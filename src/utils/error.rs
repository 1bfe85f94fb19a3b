use thiserror::Error;

#[derive(Error, Debug)]
pub enum AppError {
    #[error("HTTP client error: {0}")]
    Http(#[from] reqwest::Error),

    #[error("Configuration error: {0}")]
    Config(#[from] config::ConfigError),

    #[error("Serialization error: {0}")]
    Serialization(#[from] serde_json::Error),

    #[error("IO error: {0}")]
    Io(#[from] std::io::Error),

    #[error("Unexpected HTTP status {status} from {url}")]
    UnexpectedStatus { status: u16, url: String },

    #[error("Blocked with HTTP {status} from {url} (challenge: {challenge})")]
    Blocked {
        status: u16,
        url: String,
        challenge: bool,
    },

    #[error("No products found on {url}")]
    EmptyPage { url: String },

    #[error("Browser error: {0}")]
    Browser(String),

    #[error("Notification error: {0}")]
    Notification(String),

    #[error("Validation error: {0}")]
    Validation(String),

    #[error("Internal error: {0}")]
    Internal(String),
}

impl AppError {
    /// Errors a fetch attempt may recover from on the next try.
    pub fn is_transient(&self) -> bool {
        match self {
            AppError::Http(e) => {
                e.is_timeout()
                    || e.is_connect()
                    || e.is_request()
                    || e.is_body()
                    || e.is_decode()
                    || e.status().is_some()
            }
            AppError::UnexpectedStatus { .. }
            | AppError::Blocked { .. }
            | AppError::EmptyPage { .. }
            | AppError::Browser(_) => true,
            _ => false,
        }
    }

    /// A challenge block means the session needs a fresh warm-up before retrying.
    pub fn needs_session_refresh(&self) -> bool {
        matches!(self, AppError::Blocked { challenge: true, .. })
    }
}

pub type Result<T> = std::result::Result<T, AppError>;
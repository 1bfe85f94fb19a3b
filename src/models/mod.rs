use serde::{Deserialize, Serialize};

pub mod change;
pub mod product;
pub mod sign_in;
pub mod snapshot;

// Re-exports for convenience
pub use change::*;
pub use product::*;
pub use sign_in::*;
pub use snapshot::*;

// Common enums used across models

/// Membership level a listing is restricted to. Stored as its integer rank.
#[derive(Debug, Clone, Copy, Default, Serialize, Deserialize, PartialEq, Eq, PartialOrd, Ord, Hash)]
#[serde(try_from = "u8", into = "u8")]
pub enum MemberTier {
    #[default]
    None,
    Community,
    Silver,
    Gold,
    Diamond,
    Star,
}

impl MemberTier {
    pub fn is_restricted(self) -> bool {
        self != MemberTier::None
    }

    pub fn display_name(self) -> &'static str {
        match self {
            MemberTier::None => "Anyone",
            MemberTier::Community => "Community member",
            MemberTier::Silver => "Silver member",
            MemberTier::Gold => "Gold member",
            MemberTier::Diamond => "Diamond member",
            MemberTier::Star => "Star member",
        }
    }
}

impl TryFrom<u8> for MemberTier {
    type Error = String;

    fn try_from(value: u8) -> Result<Self, Self::Error> {
        match value {
            0 => Ok(MemberTier::None),
            1 => Ok(MemberTier::Community),
            2 => Ok(MemberTier::Silver),
            3 => Ok(MemberTier::Gold),
            4 => Ok(MemberTier::Diamond),
            5 => Ok(MemberTier::Star),
            other => Err(format!("unknown member tier {}", other)),
        }
    }
}

impl From<MemberTier> for u8 {
    fn from(tier: MemberTier) -> Self {
        match tier {
            MemberTier::None => 0,
            MemberTier::Community => 1,
            MemberTier::Silver => 2,
            MemberTier::Gold => 3,
            MemberTier::Diamond => 4,
            MemberTier::Star => 5,
        }
    }
}

#[derive(Debug, Clone, Copy, Serialize, Deserialize, PartialEq, Eq)]
#[serde(rename_all = "snake_case")]
pub enum ProductStatus {
    OnSale,
    SoldOut,
}
pub mod error;
pub mod http;
pub mod user_agent;

pub use error::{AppError, Result};
pub use http::build_client;
pub use user_agent::random_user_agent;
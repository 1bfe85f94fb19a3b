// Shared fixtures for integration tests

pub mod checkin_tests;
pub mod fetcher_tests;
pub mod notifier_tests;
pub mod poll_loop_tests;

use restock_watcher::config::{ServerChanConfig, StorageConfig};
use serde_json::json;
use tempfile::TempDir;
use wiremock::matchers::{method, path};
use wiremock::{Mock, MockServer, ResponseTemplate};

pub const PUSH_KEY: &str = "SCTTEST";

/// Every storage file inside `dir`.
pub fn storage_in(dir: &TempDir) -> StorageConfig {
    StorageConfig {
        snapshot_path: dir.path().join("stock_data.json"),
        stats_path: dir.path().join("sign_stats.json"),
        last_sign_path: dir.path().join("last_sign_date.txt"),
        cookie_status_path: dir.path().join("cookie_status.json"),
        log_dir: dir.path().join("logs"),
        ..StorageConfig::default()
    }
}

/// Push gateway pointed at the mock server.
pub fn serverchan_for(server: &MockServer) -> ServerChanConfig {
    ServerChanConfig {
        sckey: Some(PUSH_KEY.to_string()),
        endpoint: format!("{}/{{key}}.send", server.uri()),
        request_timeout: 5,
    }
}

/// Mounts a push endpoint that accepts exactly `times` messages.
pub async fn expect_pushes(server: &MockServer, times: u64) {
    Mock::given(method("POST"))
        .and(path(format!("/{}.send", PUSH_KEY)))
        .respond_with(ResponseTemplate::new(200).set_body_json(json!({
            "code": 0,
            "message": "",
            "data": { "pushid": "1001" }
        })))
        .expect(times)
        .mount(server)
        .await;
}

/// Listing page with one card per `(name, stock)`.
pub fn listing_html(cards: &[(&str, u32)]) -> String {
    let cards: String = cards
        .iter()
        .map(|(name, stock)| {
            format!(
                r#"<div class="card cartitem">
                     <div class="card-body">
                       <h4>{name}</h4>
                       <ul class="vps-config"><li>1 vCPU</li><li>白银会员</li></ul>
                       <p class="card-text">库存：{stock}</p>
                     </div>
                     <div class="card-footer"><a href="/cart?a=add&pid=9">Order</a></div>
                   </div>"#
            )
        })
        .collect();
    format!("<html><body><div class=\"row\">{}</div></body></html>", cards)
}

/// Decoded request bodies the mock server received on `route`.
pub async fn bodies_for(server: &MockServer, route: &str) -> Vec<String> {
    server
        .received_requests()
        .await
        .unwrap_or_default()
        .into_iter()
        .filter(|r| r.url.path() == route)
        .map(|r| {
            url::form_urlencoded::parse(&r.body)
                .map(|(k, v)| format!("{}={}", k, v))
                .collect::<Vec<_>>()
                .join("&")
        })
        .collect()
}
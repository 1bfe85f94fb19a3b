pub mod fetchers;
pub mod notifiers;
pub mod traits;

pub use traits::{Notifier, PageFetcher};
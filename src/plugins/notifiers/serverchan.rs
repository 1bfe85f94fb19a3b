use async_trait::async_trait;
use reqwest::{Client, StatusCode};
use serde::Deserialize;
use std::time::Duration;

use crate::config::ServerChanConfig;
use crate::plugins::traits::{Notification, NotificationResult, Notifier};
use crate::{AppError, Result};

#[derive(Debug, Deserialize)]
struct ServerChanResponse {
    code: i64,
    #[serde(default)]
    message: Option<String>,
    #[serde(default)]
    data: Option<ServerChanData>,
}

#[derive(Debug, Deserialize)]
struct ServerChanData {
    #[serde(default)]
    pushid: Option<serde_json::Value>,
}

/// Posts `title`/`desp` form fields to the ServerChan push endpoint.
pub struct ServerChanNotifier {
    client: Client,
    key: Option<String>,
    endpoint: String,
}

impl ServerChanNotifier {
    pub fn new(config: &ServerChanConfig) -> Result<Self> {
        let client = Client::builder()
            .timeout(Duration::from_secs(config.request_timeout))
            .build()?;

        Ok(Self {
            client,
            key: config
                .sckey
                .as_deref()
                .map(str::trim)
                .filter(|key| !key.is_empty())
                .map(str::to_string),
            endpoint: config.endpoint.clone(),
        })
    }

    fn send_url(&self, key: &str) -> String {
        self.endpoint.replace("{key}", key)
    }
}

#[async_trait]
impl Notifier for ServerChanNotifier {
    async fn notify(&self, notification: &Notification) -> Result<NotificationResult> {
        let Some(key) = &self.key else {
            tracing::info!("Push key not configured, skipping notification: {}", notification.title);
            return Ok(NotificationResult::skipped());
        };

        let response = self
            .client
            .post(self.send_url(key))
            .form(&[
                ("title", notification.title.as_str()),
                ("desp", notification.body.as_str()),
            ])
            .send()
            .await?;

        let status = response.status();
        let text = response.text().await?;
        if status != StatusCode::OK {
            return Err(AppError::Notification(format!("HTTP {}: {}", status.as_u16(), text)));
        }

        let body: ServerChanResponse = serde_json::from_str(&text)
            .map_err(|e| AppError::Notification(format!("Unreadable response ({}): {}", e, text)))?;
        if body.code != 0 {
            return Err(AppError::Notification(format!(
                "code {}: {}",
                body.code,
                body.message.unwrap_or_default()
            )));
        }

        let message_id = body
            .data
            .and_then(|d| d.pushid)
            .map(|id| match id {
                serde_json::Value::String(s) => s,
                other => other.to_string(),
            });

        tracing::info!("Push sent: {}", notification.title);
        Ok(NotificationResult::delivered(message_id))
    }
}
------
» **Assigned task**:
The answer must consist of each line in the entries above that includes "info".

» **Answer space**:
            tracing::info!("Push key not configured, skipping notification: {}", notification.title);
        tracing::info!("Push sent: {}", notification.title);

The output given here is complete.